Austin is no stranger to heat, but the recent wave of triple-digit temperatures is outside the norm, according to Weather and Climate Resouce Center officials.
Last Wednesday, temperatures broke 100 degrees Fahrenheit for the 45th time this year. Troy Kimmel, manager of the Weather and Climate Resource Center at UT, said this heat is part of a broader trend caused by multiple meteorological factors.
“There is a strong correlation between this [heat] and the multi-year drought,” Kimmel said.
A multi-year drought combined with upper-level highs has trapped heat at ground level and has made the past few years unusually warm. These periods of heat and drought are not foreign to Texas and this year’s persistent heat is far from the 90-day mark set in 2011. Kimmel said Austin-Bergstrom International Airport has exceeded the yearly average for rainfall by about 0.3 inches.
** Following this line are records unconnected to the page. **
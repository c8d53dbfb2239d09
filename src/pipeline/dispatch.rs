//! Dispatch pipeline — owns the in-flight set and drives each trigger file
//! through its state machine.
//!
//! All state lives on the task that calls [`DispatchPipeline::run`]. Timers
//! and sends run as spawned tasks whose only effect is posting a
//! [`PipelineEvent`] back onto the pipeline channel.

use std::collections::{HashMap, HashSet};
use std::io::ErrorKind;
use std::path::{Path, PathBuf};
use std::sync::Arc;

use chrono::Utc;
use tokio::sync::{broadcast, mpsc};
use tracing::{debug, info, warn};

use crate::config::WatchConfig;
use crate::debounce::{Timer, TokioTimer, TriggerDebouncer};
use crate::error::DispatchError;
use crate::mailer::Mailer;
use crate::pipeline::types::{
    DispatchEvent, FileFingerprint, PipelineEvent, RequestState, SendOutcome, WatchRequest,
};
use crate::trigger::{is_trigger_name, parse_trigger_name};

/// Default broadcast channel capacity for dispatch events.
const DEFAULT_EVENT_CAPACITY: usize = 256;

/// Appended to a delivered trigger file before it is deleted, so a failed
/// delete leaves a name that no longer matches the trigger suffix.
const SENT_SUFFIX: &str = ".sent";

/// Removes a delivered trigger file from the watch directory.
type RemoveTrigger = fn(&Path) -> std::io::Result<()>;

/// File-trigger dispatch pipeline.
pub struct DispatchPipeline {
    watch_dir: PathBuf,
    subject: String,
    mailer: Arc<dyn Mailer>,
    debouncer: TriggerDebouncer,
    /// One entry per trigger file between discovery and a terminal state.
    in_flight: HashMap<PathBuf, WatchRequest>,
    /// Files that ended a request while still on disk. Skipped by scans
    /// until they are rewritten or removed.
    parked: HashMap<PathBuf, FileFingerprint>,
    remove_trigger: RemoveTrigger,
    events_tx: mpsc::UnboundedSender<PipelineEvent>,
    events_rx: mpsc::UnboundedReceiver<PipelineEvent>,
    activity_tx: broadcast::Sender<DispatchEvent>,
}

impl DispatchPipeline {
    /// Create a pipeline with tokio settle timers.
    pub fn new(config: WatchConfig, mailer: Arc<dyn Mailer>) -> Self {
        Self::with_timer(config, mailer, |events| {
            Arc::new(TokioTimer::new(events)) as Arc<dyn Timer>
        })
    }

    /// Create a pipeline with a custom settle timer.
    ///
    /// `make_timer` receives the pipeline's event sender; the timer must post
    /// `PipelineEvent::Settled` on it when a delay elapses.
    pub fn with_timer<F>(config: WatchConfig, mailer: Arc<dyn Mailer>, make_timer: F) -> Self
    where
        F: FnOnce(mpsc::UnboundedSender<PipelineEvent>) -> Arc<dyn Timer>,
    {
        let (events_tx, events_rx) = mpsc::unbounded_channel();
        let (activity_tx, _rx) = broadcast::channel(DEFAULT_EVENT_CAPACITY);
        let timer = make_timer(events_tx.clone());
        let watch_dir =
            std::path::absolute(&config.watch_dir).unwrap_or_else(|_| config.watch_dir.clone());

        Self {
            watch_dir,
            subject: config.subject,
            mailer,
            debouncer: TriggerDebouncer::new(config.settle_delay, timer),
            in_flight: HashMap::new(),
            parked: HashMap::new(),
            remove_trigger: remove_trigger_file,
            events_tx,
            events_rx,
            activity_tx,
        }
    }

    /// Replace the cleanup step run after a delivery.
    #[cfg(test)]
    pub(crate) fn with_remover(mut self, remove: RemoveTrigger) -> Self {
        self.remove_trigger = remove;
        self
    }

    /// Subscribe to transition and failure events.
    pub fn subscribe(&self) -> broadcast::Receiver<DispatchEvent> {
        self.activity_tx.subscribe()
    }

    pub fn watch_dir(&self) -> &Path {
        &self.watch_dir
    }

    pub fn in_flight_count(&self) -> usize {
        self.in_flight.len()
    }

    /// Current state of the request for `path`, if one is in flight.
    pub fn state_of(&self, path: &Path) -> Option<RequestState> {
        self.in_flight.get(path).map(|r| r.state)
    }

    pub fn is_parked(&self, path: &Path) -> bool {
        self.parked.contains_key(path)
    }

    /// Run until the change channel closes.
    ///
    /// Performs an initial sweep, then rescans on every change notification
    /// while servicing settle timers and send outcomes.
    pub async fn run(mut self, mut changes: mpsc::Receiver<()>) {
        info!(
            dir = %self.watch_dir.display(),
            settle_ms = self.debouncer.delay().as_millis() as u64,
            "Dispatch pipeline started"
        );

        self.scan();

        loop {
            tokio::select! {
                change = changes.recv() => match change {
                    Some(()) => {
                        self.scan();
                    }
                    None => {
                        info!("Change notifications closed, pipeline shutting down");
                        break;
                    }
                },
                Some(event) = self.events_rx.recv() => {
                    self.handle_event(event).await;
                }
            }
        }

        self.debouncer.cancel_all();
    }

    /// Wait for and handle exactly one timer or send event.
    pub async fn step(&mut self) -> bool {
        match self.events_rx.recv().await {
            Some(event) => {
                self.handle_event(event).await;
                true
            }
            None => false,
        }
    }

    pub async fn handle_event(&mut self, event: PipelineEvent) {
        match event {
            PipelineEvent::Settled(path) => match self.debouncer.expire(&path) {
                Some(path) => self.process(path).await,
                None => self.drop_settling(&path),
            },
            PipelineEvent::SendFinished { path, outcome } => self.finalize(&path, outcome),
        }
    }

    /// List the watch directory and start a request for every new trigger file.
    ///
    /// Returns the number of requests started. Paths already in flight, and
    /// parked files that have not changed, are skipped.
    pub fn scan(&mut self) -> usize {
        let entries = match std::fs::read_dir(&self.watch_dir) {
            Ok(entries) => entries,
            Err(e) => {
                warn!(dir = %self.watch_dir.display(), error = %e, "Failed to list watch directory");
                return 0;
            }
        };

        let mut present = HashSet::new();
        let mut started = 0;

        for entry in entries.flatten() {
            let Ok(file_name) = entry.file_name().into_string() else {
                continue;
            };
            if !is_trigger_name(&file_name) {
                continue;
            }
            let path = entry.path();
            if !path.is_file() {
                continue;
            }
            present.insert(path.clone());

            if self.in_flight.contains_key(&path) {
                continue;
            }
            if let Some(parked) = self.parked.get(&path) {
                if FileFingerprint::of(&path).as_ref() == Some(parked) {
                    continue;
                }
                debug!(path = %path.display(), "Parked trigger file changed, rediscovering");
                self.parked.remove(&path);
            }

            self.discover(path, file_name);
            started += 1;
        }

        self.parked.retain(|path, _| present.contains(path));
        started
    }

    fn discover(&mut self, path: PathBuf, file_name: String) {
        let mut request = WatchRequest::new(path.clone(), file_name);
        info!(id = %request.id, file = %request.file_name, "Trigger file discovered");
        self.emit(DispatchEvent::Discovered {
            id: request.id,
            path: path.clone(),
        });

        self.debouncer.schedule(&path);
        request.transition_to(RequestState::Settling);
        self.emit(DispatchEvent::Settling {
            id: request.id,
            path: path.clone(),
        });

        self.in_flight.insert(path, request);
    }

    /// The settle timer fired but the file is gone.
    fn drop_settling(&mut self, path: &Path) {
        let settling = self
            .in_flight
            .get(path)
            .is_some_and(|r| r.state == RequestState::Settling);
        if !settling {
            return;
        }
        self.in_flight.remove(path);
        debug!(path = %path.display(), "Trigger file vanished before settling, dropped");
        self.emit(DispatchEvent::Dropped {
            path: path.to_path_buf(),
        });
    }

    /// Settle delay elapsed and the file still exists.
    async fn process(&mut self, path: PathBuf) {
        let Some(request) = self.in_flight.get_mut(&path) else {
            return;
        };
        if !request.transition_to(RequestState::Sending) {
            warn!(id = %request.id, state = %request.state, "Settled request in unexpected state");
            return;
        }
        let id = request.id;
        request.fingerprint = FileFingerprint::of(&path);

        let recipient = match parse_trigger_name(&request.file_name) {
            Ok(r) => r,
            Err(e) => {
                warn!(id = %id, error = %e, "Trigger file left in place");
                self.emit(DispatchEvent::InvalidTrigger {
                    id,
                    path: path.clone(),
                });
                self.fail(&path);
                return;
            }
        };

        let body = match tokio::fs::read(&path).await {
            Ok(bytes) => String::from_utf8_lossy(&bytes).into_owned(),
            Err(e) if e.kind() == ErrorKind::NotFound => {
                let err = DispatchError::FileVanished { path: path.clone() };
                debug!(id = %id, "{err}");
                self.in_flight.remove(&path);
                self.emit(DispatchEvent::Dropped { path });
                return;
            }
            Err(source) => {
                let err = DispatchError::ReadFailure {
                    path: path.clone(),
                    source,
                };
                warn!(id = %id, error = %err, "Trigger file left in place");
                self.emit(DispatchEvent::ReadFailed {
                    id,
                    path: path.clone(),
                    reason: err.to_string(),
                });
                self.fail(&path);
                return;
            }
        };

        if let Some(request) = self.in_flight.get_mut(&path) {
            request.recipient = Some(recipient.clone());
            request.transition_to(RequestState::Finalizing);
        }

        info!(id = %id, to = %recipient, bytes = body.len(), "Sending email");
        self.emit(DispatchEvent::Sending {
            id,
            path: path.clone(),
            recipient: recipient.to_string(),
        });

        let mailer = Arc::clone(&self.mailer);
        let events = self.events_tx.clone();
        let subject = self.subject.clone();
        tokio::spawn(async move {
            let outcome = mailer.send(&recipient, &subject, &body).await;
            if events
                .send(PipelineEvent::SendFinished { path, outcome })
                .is_err()
            {
                debug!("Send finished after pipeline shut down");
            }
        });
    }

    /// Consume the send outcome for `path`.
    fn finalize(&mut self, path: &Path, outcome: SendOutcome) {
        let Some(mut request) = self.in_flight.remove(path) else {
            warn!(path = %path.display(), "Send outcome for untracked trigger file");
            return;
        };
        let id = request.id;

        match outcome {
            SendOutcome::Delivered => {
                request.transition_to(RequestState::Completed);
                let waited_ms = (Utc::now() - request.discovered_at).num_milliseconds();
                info!(id = %id, file = %request.file_name, waited_ms, "Email sent successfully");
                self.emit(DispatchEvent::Delivered {
                    id,
                    path: path.to_path_buf(),
                });

                match (self.remove_trigger)(path) {
                    Ok(()) => info!(id = %id, file = %request.file_name, "Processed and deleted file"),
                    Err(source) => {
                        let err = DispatchError::CleanupFailure {
                            path: path.to_path_buf(),
                            source,
                        };
                        warn!(id = %id, error = %err, "Message was sent, trigger file not removed");
                        self.emit(DispatchEvent::CleanupFailed {
                            id,
                            path: path.to_path_buf(),
                            reason: err.to_string(),
                        });
                        self.park(path, request.fingerprint);
                    }
                }
            }
            SendOutcome::Rejected(ref reason) | SendOutcome::TransportError(ref reason) => {
                request.transition_to(RequestState::Failed);
                let err = DispatchError::TransportRejected {
                    recipient: request
                        .recipient
                        .as_ref()
                        .map(ToString::to_string)
                        .unwrap_or_default(),
                    reason: reason.clone(),
                };
                warn!(id = %id, file = %request.file_name, error = %err, "Failed to send email");
                self.emit(DispatchEvent::SendFailed {
                    id,
                    path: path.to_path_buf(),
                    outcome,
                });
                self.park(path, request.fingerprint);
            }
        }
        debug_assert!(request.state.is_terminal(), "finalized in {}", request.state);
    }

    /// End a request in `Failed` and leave the file where it is.
    fn fail(&mut self, path: &Path) {
        let Some(mut request) = self.in_flight.remove(path) else {
            return;
        };
        request.transition_to(RequestState::Failed);
        debug_assert!(request.state.is_terminal(), "failed in {}", request.state);
        debug!(id = %request.id, state = %request.state, "Request finished");
        self.park(path, request.fingerprint);
    }

    /// Skip `path` on later scans until it no longer matches `fingerprint`.
    fn park(&mut self, path: &Path, fingerprint: Option<FileFingerprint>) {
        if !path.is_file() {
            return;
        }
        if let Some(fingerprint) = fingerprint.or_else(|| FileFingerprint::of(path)) {
            self.parked.insert(path.to_path_buf(), fingerprint);
        }
    }

    fn emit(&self, event: DispatchEvent) {
        // Ok if nobody is subscribed
        let _ = self.activity_tx.send(event);
    }
}

/// Remove a delivered trigger file.
///
/// The file is first renamed out of the trigger namespace so that a failing
/// delete cannot cause a second send. If the rename fails, delete in place.
fn remove_trigger_file(path: &Path) -> std::io::Result<()> {
    let mut sent = path.as_os_str().to_owned();
    sent.push(SENT_SUFFIX);
    let sent = PathBuf::from(sent);

    match std::fs::rename(path, &sent) {
        Ok(()) => std::fs::remove_file(&sent),
        Err(e) => {
            debug!(path = %path.display(), error = %e, "Rename before delete failed");
            std::fs::remove_file(path)
        }
    }
}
Nonetheless, UT students are making adjustments in response to the heat. High temperatures have students worried about sunburn, dehydration and just staying cool on campus.
Stephanie Sebastian, an international relations and global studies sophomore, said she has to take additional measures to protect herself from the heat.
“Although I was brought up in Texas, the heat recently has been unbearable,” Sebastian said. “I definitely have to bring extra water and be more diligent in wearing sunscreen than I normally would just to combat the heat.”
International relations and global studies sophomore Will Cowan said he has had to change his routes across campus to stay cool. Cowan said he walks through buildings and takes the bus more often just to cool off.
“Usually I drink two water bottles a day,” Cowan said. “Now, I have to drink twice that.”
Cowan said that without the extra water he has experienced signs of dehydration — including dizziness.
While students have made their adjustments for the time being, there is hope that they can resume their normal routines by the end of the month. Kimmel said triple-digit days stop on average by the end of August.
The multi-year drought has become more severe since 2008 and has grown from West Texas to include South-Central Texas. Kimmel said it would take significant rainfall or other meteorological change to snap out of the drought.